Personal information
- Full name: Alen Muratović
- Born: 23 October 1979 (age 46) Nikšić, SR Montenegro, SFR Yugoslavia
- Nationality: Montenegrin
- Height: 1.98 m (6 ft 6 in)
- Playing position: Left back

Youth career
- Team
- –: Sutjeska Nikšić

Senior clubs
- Years: Team
- –: Budućnost Podgorica
- 2001–2003: Lovćen
- 2003–2005: Cangas
- 2005–2008: Valladolid
- 2008–2010: SG Flensburg-Handewitt
- 2013–2021: Cangas
- 2022: SD Atlético Novás

National team
- Years: Team
- 2005–2006: Serbia and Montenegro
- 2006–2008: Montenegro / 16 / (88)

= Alen Muratović =

Montenegrin handball player (born 1979)

Alen Muratović (born 23 October 1979) is a Montenegrin former handball player.
==Club career==
After playing for Budućnost Podgorica, Muratović joined Yugoslav champions Lovćen in 2001. He helped them win two consecutive national cups (2002 and 2003). In 2003, Muratović moved abroad to Spain and signed with Cangas. He would switch to fellow Liga ASOBAL club Valladolid in 2005.

In 2008, Muratović was transferred to German team SG Flensburg-Handewitt. He suffered a shoulder injury during a friendly game in January 2009, causing him to miss the rest of the season. In May 2010, his contract was terminated by mutual consent.
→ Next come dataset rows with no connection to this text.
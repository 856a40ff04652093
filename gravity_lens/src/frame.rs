//! Per-frame computation
//!
//! A frame is a pure function of the configuration, one [`FrameInput`] and
//! the pre-generated star field. Nothing is carried between calls.

use common::Bounds;
use glam::Vec2;
use log::debug;

use crate::config::LensConfig;
use crate::field::LensState;
use crate::grid::{distort_grid, GridLine};
use crate::ray::Ray;
use crate::stars::{map_points, PointMapper, Star};

/// Everything the driver supplies for one frame
#[derive(Debug, Clone, Copy, PartialEq)]
pub struct FrameInput {
    pub lens: LensState,
    pub ray_count: usize,
    pub bounds: Bounds,
    pub show_grid: bool,
    pub show_photon_sphere: bool,
    pub show_stars: bool,
    pub show_einstein_ring: bool,
}

impl Default for FrameInput {
    fn default() -> Self {
        Self {
            lens: LensState::default(),
            ray_count: 12,
            bounds: Bounds::default(),
            show_grid: true,
            show_photon_sphere: true,
            show_stars: false,
            show_einstein_ring: false,
        }
    }
}

impl FrameInput {
    /// Check the driver-supplied values once, before any math runs
    pub fn validate(&self) -> Result<(), FrameError> {
        let lens = &self.lens;
        if !lens.position.is_finite() {
            return Err(FrameError::LensPosition(lens.position));
        }
        if !(lens.mass.is_finite() && lens.mass > 0.0) {
            return Err(FrameError::Mass(lens.mass));
        }
        if !(lens.intensity.is_finite() && lens.intensity > 0.0) {
            return Err(FrameError::Intensity(lens.intensity));
        }
        if !self.bounds.is_valid() {
            return Err(FrameError::Bounds(self.bounds));
        }
        Ok(())
    }
}

#[derive(Debug, thiserror::Error)]
pub enum FrameError {
    #[error("lens position must be finite, got {0:?}")]
    LensPosition(Vec2),

    #[error("lens mass must be positive and finite, got {0}")]
    Mass(f32),

    #[error("warp intensity must be positive and finite, got {0}")]
    Intensity(f32),

    #[error("canvas bounds must be positive, got {0:?}")]
    Bounds(Bounds),
}

/// Everything the renderer needs to draw one frame
#[derive(Debug, Clone)]
pub struct Frame {
    pub lens: LensState,
    pub rays: Vec<Ray>,
    pub grid: Vec<GridLine>,
    pub stars: Vec<Star>,
    /// Image-plane points that see the lensed source disk
    pub einstein_image: Vec<Vec2>,
    pub horizon_radius: f32,
    pub photon_sphere_radius: Option<f32>,
}

impl Frame {
    /// Total vertices across all polylines and point sets
    pub fn vertex_count(&self) -> usize {
        self.rays.iter().map(Ray::len).sum::<usize>()
            + self.grid.iter().map(|line| line.points.len()).sum::<usize>()
            + self.stars.len()
            + self.einstein_image.len()
    }
}

/// Recompute the full visual output for one frame
pub fn compute_frame(config: &LensConfig, input: &FrameInput, stars: &[Star]) -> Result<Frame, FrameError> {
    input.validate()?;

    let lens = input.lens;
    let bounds = input.bounds;
    let field = &config.field;

    let starts = config.rays.edge_starts(&bounds, input.ray_count);
    let rays = config.rays.trace_all(&starts, field, &lens, &bounds);

    let grid = if input.show_grid {
        distort_grid(&bounds, config.grid.spacing, config.grid.sample_step, field, &lens)
    } else {
        Vec::new()
    };

    let stars = if input.show_stars {
        let mapper = PointMapper::new(&config.mapping, field);
        map_points(stars, &mapper, &lens, &bounds)
    } else {
        Vec::new()
    };

    let einstein_image = if input.show_einstein_ring {
        let mut model = config.einstein.model;
        let shift = lens.position - model.lens_center;
        model.lens_center = lens.position;
        if config.einstein.follow_lens {
            model.source_center += shift;
        }
        model.classify_image_plane(&bounds, config.einstein.sample_step)
    } else {
        Vec::new()
    };

    let frame = Frame {
        lens,
        rays,
        grid,
        stars,
        einstein_image,
        horizon_radius: field.horizon_radius(&lens),
        photon_sphere_radius: input
            .show_photon_sphere
            .then(|| lens.mass * config.display.photon_sphere_factor),
    };

    debug!(
        "frame: {} rays, {} grid lines, {} stars, {} ring samples, {} vertices",
        frame.rays.len(),
        frame.grid.len(),
        frame.stars.len(),
        frame.einstein_image.len(),
        frame.vertex_count()
    );

    Ok(frame)
}

#[cfg(test)]
mod tests {
    use super::*;
    use crate::stars::{generate_source_field, SourceFieldSpec};

    #[test]
    fn test_default_frame() {
        let frame = compute_frame(&LensConfig::default(), &FrameInput::default(), &[]).unwrap();
        assert_eq!(frame.rays.len(), 24);
        assert_eq!(frame.grid.len(), 37);
        assert!(frame.stars.is_empty());
        assert!(frame.einstein_image.is_empty());
        assert!((frame.horizon_radius - 48.0).abs() < 1e-4);
        assert!((frame.photon_sphere_radius.unwrap() - 72.0).abs() < 1e-4);
    }

    #[test]
    fn test_toggles_disable_layers() {
        let input = FrameInput {
            show_grid: false,
            show_photon_sphere: false,
            ..Default::default()
        };
        let frame = compute_frame(&LensConfig::default(), &input, &[]).unwrap();
        assert!(frame.grid.is_empty());
        assert!(frame.photon_sphere_radius.is_none());
    }

    #[test]
    fn test_frames_are_independent() {
        let config = LensConfig::default();
        let input = FrameInput::default();
        let a = compute_frame(&config, &input, &[]).unwrap();
        let b = compute_frame(&config, &input, &[]).unwrap();
        for (ra, rb) in a.rays.iter().zip(&b.rays) {
            assert_eq!(ra.path, rb.path);
        }
    }

    #[test]
    fn test_all_outputs_finite() {
        let config = LensConfig::default();
        let bounds = Bounds::default();
        let spec = SourceFieldSpec {
            count: 200,
            ring_fraction: 0.5,
            seed: Some(3),
            ..Default::default()
        };
        let stars = generate_source_field(&spec, &bounds, bounds.center());
        let input = FrameInput {
            show_stars: true,
            show_einstein_ring: true,
            ..Default::default()
        };
        let frame = compute_frame(&config, &input, &stars).unwrap();

        assert_eq!(frame.stars.len(), 200);
        assert!(!frame.einstein_image.is_empty());
        assert!(frame.rays.iter().flat_map(|r| &r.path).all(|p| p.is_finite()));
        assert!(frame.grid.iter().flat_map(|l| &l.points).all(|p| p.is_finite()));
        assert!(frame.stars.iter().all(|s| bounds.contains(s.position)));
        assert!(frame.rays.iter().all(|r| r.len() > 1));
    }

    #[test]
    fn test_einstein_ring_follows_lens() {
        let config = LensConfig::default();
        let input = FrameInput {
            lens: LensState::new(Vec2::new(250.0, 200.0), 80.0, 1.5),
            show_einstein_ring: true,
            ..Default::default()
        };
        let frame = compute_frame(&config, &input, &[]).unwrap();
        let radius = config.einstein.model.einstein_radius;
        assert!(frame
            .einstein_image
            .iter()
            .all(|p| (p.distance(input.lens.position) - radius).abs() < radius * 0.5));
    }

    #[test]
    fn test_rejects_bad_input() {
        let config = LensConfig::default();
        let bad_mass = FrameInput {
            lens: LensState::new(Vec2::new(400.0, 300.0), -1.0, 1.5),
            ..Default::default()
        };
        assert!(matches!(compute_frame(&config, &bad_mass, &[]), Err(FrameError::Mass(_))));

        let bad_position = FrameInput {
            lens: LensState::new(Vec2::new(f32::NAN, 300.0), 80.0, 1.5),
            ..Default::default()
        };
        assert!(matches!(compute_frame(&config, &bad_position, &[]), Err(FrameError::LensPosition(_))));

        let bad_bounds = FrameInput {
            bounds: Bounds::new(0.0, 600.0),
            ..Default::default()
        };
        assert!(matches!(compute_frame(&config, &bad_bounds, &[]), Err(FrameError::Bounds(_))));
    }
}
In 2013, Muratović returned to handball and joined his former club Cangas.

==International career==
At international level, Muratović represented Serbia and Montenegro at the 2005 World Championship and 2006 European Championship. He was later a founding member of the Montenegro national team, taking part in the 2008 European Championship.